Comparative ability of various PCBs, PCDFs, and TCDD to induce cytochrome P450 1A1 and 1A2 activity following 4 weeks of treatment.

Toxic equivalency factors (TEFs) have been proposed for dibenzo-p-dioxins, dibenzofurans, and polyhalogenated biphenyls. The proposed toxic equivalency factors (TEFs), which are presently being evaluated in our laboratory, are currently used to estimate the potential health risk associated with exposure to complex mixtures containing these chemicals.

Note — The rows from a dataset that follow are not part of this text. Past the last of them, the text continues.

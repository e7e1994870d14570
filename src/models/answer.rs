// file: src/models/answer.rs
// description: synthesized answer with cited sources
// reference: internal data structures

use crate::models::document::Chunk;
use serde::{Deserialize, Serialize};

#[derive(Debug, Clone, Serialize, Deserialize)]
pub struct Answer {
    pub answer: String,

    /// Comma-delimited file names the model reported using
    pub sources: String,

    /// Chunks that were placed into the prompt context
    pub context: Vec<Chunk>,
}

impl Answer {
    pub fn source_lines(&self) -> Vec<String> {
        format_sources(&self.sources)
    }
}

/// Split a comma-delimited source list into one trimmed entry per line.
pub fn format_sources(sources: &str) -> Vec<String> {
    sources
        .split(',')
        .map(str::trim)
        .filter(|s| !s.is_empty())
        .map(str::to_string)
        .collect()
}

#[cfg(test)]
mod tests {
    use super::*;

    #[test]
    fn test_format_sources() {
        let lines = format_sources("a.pdf,b.pdf,c.pdf");
        assert_eq!(lines, vec!["a.pdf", "b.pdf", "c.pdf"]);
        assert_eq!(lines.join("\n"), "a.pdf\nb.pdf\nc.pdf");
    }

    #[test]
    fn test_format_sources_trims_and_skips_empty() {
        assert_eq!(format_sources(" a.pdf, b.pdf ,"), vec!["a.pdf", "b.pdf"]);
        assert!(format_sources("").is_empty());
    }

    #[test]
    fn test_source_lines() {
        let answer = Answer {
            answer: "It is a regulation.".to_string(),
            sources: "ai-act.pdf, faq.pdf".to_string(),
            context: vec![],
        };
        assert_eq!(answer.source_lines(), vec!["ai-act.pdf", "faq.pdf"]);
    }
}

In preliminary studies, equally potent doses, based on the published TEFs and relative enzyme-inducing potency, of 2,3,7,8-tetrachloro-dibenzo-p-dioxin (TCDD), 2,3,7,8-tetrachlorodibenzofuran, 1,2,3,7,8-pentachlorodibenzofuran, 1,2,3,4,6,7,8,9-octachloro-dibenzofuran, 3,4,3',4'-tetrachlorobiphenyl, 2,3,4,3',4'-pentachlorobiphenyl, 3,4,5,3',4'-pentachlorobiphenyl, 2,3,4,3',4',5'-hexachlorobiphenyl, 2,3,4,5,3',4'-hexachlorobiphenyl, and 3,4,5,3',4',5'-hexachlorobiphenyl were administered to female B6C3F1 mice 5 days a week over a 4-week period. Hepatic, skin, and lung cytochrome P450 1A1 and hepatic 1A2 activities were determined for all chemicals tested and compared to those from TCDD-treated mice. These initial studies indicate that the present TEFs do not reliably predict induction potency for many of the chemicals. Furthermore, our data suggest that the relative inductive potency of these chemicals may be tissue specific and that estimates of TEFs based on hepatic ethoxyresorufin O-de-ethylase activity may not accurately reflect the potency of these chemicals in nonhepatic tissue. The TEFs proposed for the "dioxin-like" polychlorinated biphenyls (PCBs) overestimate the potency of these compounds by factors of 10-1000. The present study indicates that more experimental data are required before TEFs for PCBs should be used in regulatory decision making.